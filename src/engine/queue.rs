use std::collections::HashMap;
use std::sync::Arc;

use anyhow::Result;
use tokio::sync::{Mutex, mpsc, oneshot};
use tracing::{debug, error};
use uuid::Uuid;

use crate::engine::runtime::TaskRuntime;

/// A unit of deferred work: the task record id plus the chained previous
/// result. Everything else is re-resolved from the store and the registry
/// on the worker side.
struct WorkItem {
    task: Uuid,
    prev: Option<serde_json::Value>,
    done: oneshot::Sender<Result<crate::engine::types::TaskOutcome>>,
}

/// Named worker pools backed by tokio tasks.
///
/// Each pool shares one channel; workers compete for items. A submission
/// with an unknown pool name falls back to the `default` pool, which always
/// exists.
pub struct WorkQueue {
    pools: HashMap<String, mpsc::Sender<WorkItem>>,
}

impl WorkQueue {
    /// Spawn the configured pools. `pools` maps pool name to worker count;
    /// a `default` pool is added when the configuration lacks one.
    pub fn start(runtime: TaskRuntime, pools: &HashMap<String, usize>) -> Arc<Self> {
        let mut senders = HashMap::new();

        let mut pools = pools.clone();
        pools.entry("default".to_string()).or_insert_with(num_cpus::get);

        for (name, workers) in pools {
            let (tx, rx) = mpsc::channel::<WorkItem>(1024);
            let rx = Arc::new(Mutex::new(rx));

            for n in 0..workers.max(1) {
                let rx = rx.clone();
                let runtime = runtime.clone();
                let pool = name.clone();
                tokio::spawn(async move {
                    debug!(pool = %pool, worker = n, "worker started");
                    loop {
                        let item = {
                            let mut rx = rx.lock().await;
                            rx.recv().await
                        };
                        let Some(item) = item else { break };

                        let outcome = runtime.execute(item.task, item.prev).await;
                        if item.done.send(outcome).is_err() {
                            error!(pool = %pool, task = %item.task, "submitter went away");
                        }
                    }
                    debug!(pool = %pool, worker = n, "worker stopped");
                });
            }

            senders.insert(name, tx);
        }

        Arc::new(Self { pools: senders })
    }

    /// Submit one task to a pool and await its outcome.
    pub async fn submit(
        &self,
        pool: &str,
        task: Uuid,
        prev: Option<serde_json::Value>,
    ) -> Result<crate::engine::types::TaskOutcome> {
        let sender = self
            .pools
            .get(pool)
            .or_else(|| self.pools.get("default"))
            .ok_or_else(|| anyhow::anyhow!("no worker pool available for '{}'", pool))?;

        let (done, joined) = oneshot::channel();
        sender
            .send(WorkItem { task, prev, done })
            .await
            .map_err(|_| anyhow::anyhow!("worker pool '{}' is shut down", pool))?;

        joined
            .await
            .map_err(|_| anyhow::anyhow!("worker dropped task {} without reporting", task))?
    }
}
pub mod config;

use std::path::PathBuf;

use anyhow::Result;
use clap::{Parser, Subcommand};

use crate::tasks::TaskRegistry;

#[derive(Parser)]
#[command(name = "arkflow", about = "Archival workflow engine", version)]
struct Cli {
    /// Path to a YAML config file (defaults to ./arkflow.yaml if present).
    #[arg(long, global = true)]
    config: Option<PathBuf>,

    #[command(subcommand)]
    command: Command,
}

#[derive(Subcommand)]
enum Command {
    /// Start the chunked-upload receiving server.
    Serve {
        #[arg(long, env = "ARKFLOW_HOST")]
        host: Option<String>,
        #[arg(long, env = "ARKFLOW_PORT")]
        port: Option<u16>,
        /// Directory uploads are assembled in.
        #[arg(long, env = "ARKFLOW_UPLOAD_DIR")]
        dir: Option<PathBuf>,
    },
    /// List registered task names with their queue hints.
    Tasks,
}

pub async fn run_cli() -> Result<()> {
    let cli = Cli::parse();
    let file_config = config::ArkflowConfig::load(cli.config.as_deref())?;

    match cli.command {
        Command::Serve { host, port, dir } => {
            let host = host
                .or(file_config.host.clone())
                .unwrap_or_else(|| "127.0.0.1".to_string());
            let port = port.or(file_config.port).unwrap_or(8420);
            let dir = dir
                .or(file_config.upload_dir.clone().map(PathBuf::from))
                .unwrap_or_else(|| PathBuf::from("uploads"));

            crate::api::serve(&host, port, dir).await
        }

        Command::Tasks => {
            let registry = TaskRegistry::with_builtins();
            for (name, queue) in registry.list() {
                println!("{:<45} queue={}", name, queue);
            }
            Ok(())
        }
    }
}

**PROBLEM TO SOLVE**:
Repeat every line of the data verbatim.

**WRITTEN ANSWER**:
filename src/engine/queue.rs
use std::collections::HashMap;
use std::sync::Arc;

use anyhow::Result;
use tokio::sync::{Mutex, mpsc, oneshot};
use tracing::{debug, error};
use uuid::Uuid;

use crate::engine::runtime::TaskRuntime;

/// A unit of deferred work: the task record id plus the chained previous
/// result. Everything else is re-resolved from the store and the registry
/// on the worker side.
struct WorkItem {
    task: Uuid,
    prev: Option<serde_json::Value>,
    done: oneshot::Sender<Result<crate::engine::types::TaskOutcome>>,
}

/// Named worker pools backed by tokio tasks.
///
/// Each pool shares one channel; workers compete for items. A submission
/// with an unknown pool name falls back to the `default` pool, which always
/// exists.
pub struct WorkQueue {
    pools: HashMap<String, mpsc::Sender<WorkItem>>,
}

impl WorkQueue {
    /// Spawn the configured pools. `pools` maps pool name to worker count;
    /// a `default` pool is added when the configuration lacks one.
    pub fn start(runtime: TaskRuntime, pools: &HashMap<String, usize>) -> Arc<Self> {
        let mut senders = HashMap::new();

        let mut pools = pools.clone();
        pools.entry("default".to_string()).or_insert_with(num_cpus::get);

        for (name, workers) in pools {
            let (tx, rx) = mpsc::channel::<WorkItem>(1024);
            let rx = Arc::new(Mutex::new(rx));

            for n in 0..workers.max(1) {
                let rx = rx.clone();
                let runtime = runtime.clone();
                let pool = name.clone();
                tokio::spawn(async move {
                    debug!(pool = %pool, worker = n, "worker started");
                    loop {
                        let item = {
                            let mut rx = rx.lock().await;
                            rx.recv().await
                        };
                        let Some(item) = item else { break };

                        let outcome = runtime.execute(item.task, item.prev).await;
                        if item.done.send(outcome).is_err() {
                            error!(pool = %pool, task = %item.task, "submitter went away");
                        }
                    }
                    debug!(pool = %pool, worker = n, "worker stopped");
                });
            }

            senders.insert(name, tx);
        }

        Arc::new(Self { pools: senders })
    }

    /// Submit one task to a pool and await its outcome.
    pub async fn submit(
        &self,
        pool: &str,
        task: Uuid,
        prev: Option<serde_json::Value>,
    ) -> Result<crate::engine::types::TaskOutcome> {
        let sender = self
            .pools
            .get(pool)
            .or_else(|| self.pools.get("default"))
            .ok_or_else(|| anyhow::anyhow!("no worker pool available for '{}'", pool))?;

        let (done, joined) = oneshot::channel();
        sender
            .send(WorkItem { task, prev, done })
            .await
            .map_err(|_| anyhow::anyhow!("worker pool '{}' is shut down", pool))?;

        joined
            .await
            .map_err(|_| anyhow::anyhow!("worker dropped task {} without reporting", task))?
    }
}
pub mod config;

use std::path::PathBuf;

use anyhow::Result;
use clap::{Parser, Subcommand};

use crate::tasks::TaskRegistry;

#[derive(Parser)]
#[command(name = "arkflow", about = "Archival workflow engine", version)]
struct Cli {
    /// Path to a YAML config file (defaults to ./arkflow.yaml if present).
    #[arg(long, global = true)]
    config: Option<PathBuf>,

    #[command(subcommand)]
    command: Command,
}

#[derive(Subcommand)]
enum Command {
    /// Start the chunked-upload receiving server.
    Serve {
        #[arg(long, env = "ARKFLOW_HOST")]
        host: Option<String>,
        #[arg(long, env = "ARKFLOW_PORT")]
        port: Option<u16>,
        /// Directory uploads are assembled in.
        #[arg(long, env = "ARKFLOW_UPLOAD_DIR")]
        dir: Option<PathBuf>,
    },
    /// List registered task names with their queue hints.
    Tasks,
}

pub async fn run_cli() -> Result<()> {
    let cli = Cli::parse();
    let file_config = config::ArkflowConfig::load(cli.config.as_deref())?;

    match cli.command {
        Command::Serve { host, port, dir } => {
            let host = host
                .or(file_config.host.clone())
                .unwrap_or_else(|| "127.0.0.1".to_string());
            let port = port.or(file_config.port).unwrap_or(8420);
            let dir = dir
                .or(file_config.upload_dir.clone().map(PathBuf::from))
                .unwrap_or_else(|| PathBuf::from("uploads"));

            crate::api::serve(&host, port, dir).await
        }

        Command::Tasks => {
            let registry = TaskRegistry::with_builtins();
            for (name, queue) in registry.list() {
                println!("{:<45} queue={}", name, queue);
            }
            Ok(())
        }
    }
}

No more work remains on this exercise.